Las religiosas «calzadas» que no seguían el voto de pobreza portaban sobre su hábito, el día de su profesión de fe o en las fiestas importantes, escudos de monja. Se sabe que sólo las «esposas de Cristo» en el Nuevo Mundo los llevaban; formaban parte del hábito de las religiosas como protección contra las tentaciones de la vida mundana. La lámina de vitela o cobre predominó y eran enmarcados con carey. La Purísima Concepción destaca en las pinturas; también es común encontrar a la Virgen de Guadalupe o pasajes bíblicos, como en el escudo de sor Juana Inés de la Cruz con la escena de la Anunciación.
Virginia Armella afirma que, salvo prueba en contra, únicamente las concepcionistas y jerónimas utilizaron estas pinturas de tamaño reducido –circulares u ovaladas– sobre láminas de marfil o metal, pues los retratos de religiosas de otras órdenes no los muestran.
Considerado uno de los mejores pintores novohispanos del tránsito al Neoclásico, Miguel Cabrera, con su delicada paleta, firmó como pintor de cámara del arzobispo Manuel Rubio y Salinas (1703-1765), siendo ésta una novedad en América.
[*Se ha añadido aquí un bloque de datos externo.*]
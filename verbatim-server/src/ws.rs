//! WebSocket endpoint: upgrade, outbound forwarder, reader loop.
//!
//! Each socket gets one [`Session`] (the controller from verbatim-core), an
//! unbounded outbound channel, and a forwarder task that serialises
//! `ServerMessage`s onto the sink. The reader loop dispatches frames in
//! arrival order; the controller parks slow work off the control path so
//! the loop keeps draining the socket.

use axum::extract::ws::{Message, WebSocket, WebSocketUpgrade};
use axum::extract::State;
use axum::response::IntoResponse;
use futures::{SinkExt, StreamExt};
use std::sync::Arc;
use tokio::sync::mpsc;
use tracing::{debug, warn};
use verbatim_core::{ClientMessage, ServerMessage, Session};

use crate::state::AppState;

pub async fn websocket_handler(
    ws: WebSocketUpgrade,
    State(state): State<AppState>,
) -> impl IntoResponse {
    ws.on_upgrade(move |socket| handle_socket(socket, state))
}

async fn handle_socket(socket: WebSocket, state: AppState) {
    let (mut sink, mut stream) = socket.split();
    let (out_tx, mut out_rx) = mpsc::unbounded_channel::<ServerMessage>();

    let mut session = Session::new(
        state.session_config.clone(),
        Arc::clone(&state.manager),
        state.pipeline.clone(),
        out_tx,
    );
    let session_id = session.id();
    state.registry.insert(session_id);

    // Forwarder: owns the sink and serialises every outbound message, so
    // replies leave in the order their operations completed.
    let forwarder = tokio::spawn(async move {
        while let Some(message) = out_rx.recv().await {
            let text = match serde_json::to_string(&message) {
                Ok(text) => text,
                Err(e) => {
                    warn!(error = %e, "dropping unserializable message");
                    continue;
                }
            };
            if sink.send(Message::Text(text)).await.is_err() {
                // Peer went away; the reader loop observes the close.
                break;
            }
        }
    });

    session.connect();

    while let Some(frame) = stream.next().await {
        let frame = match frame {
            Ok(frame) => frame,
            Err(e) => {
                debug!(session = %session_id, error = %e, "transport error, closing session");
                break;
            }
        };

        match frame {
            Message::Text(text) => match serde_json::from_str::<ClientMessage>(&text) {
                Ok(message) => session.handle(message).await,
                Err(e) => {
                    warn!(session = %session_id, error = %e, "unparseable client message");
                    session.report_error(format!("Invalid message: {e}"));
                }
            },
            Message::Binary(_) => {
                warn!(session = %session_id, "binary frame ignored — protocol is JSON text");
                session.report_error("Expected JSON text messages");
            }
            Message::Close(_) => {
                debug!(session = %session_id, "close frame received");
                break;
            }
            // axum answers pings at the protocol level.
            Message::Ping(_) | Message::Pong(_) => {}
        }
    }

    session.close();
    state.registry.remove(&session_id);
    // Results for a closed session are discarded, never delivered late.
    forwarder.abort();
}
Buen conocedor de los dogmas del Concilio de Trento, en esta obra mariana confluyen la doctrina de la Inmaculada Concepción, suaves colores azules que evocan la protección divina, y rosados, símbolo de la rosa mística que guía a los hombres. De la Tota Pulchra de la Letanía lauretana –difundida en todo el mundo por los dominicos junto con la devoción del Rosario– lleva la corona que la distingue como Reina del Cielo, y de la mujer del Apocalipsis (12:1), descrita por san Juan, la Madre del Hijo de Dios se posa sobre una luna bajo sus pies y vestida del sol.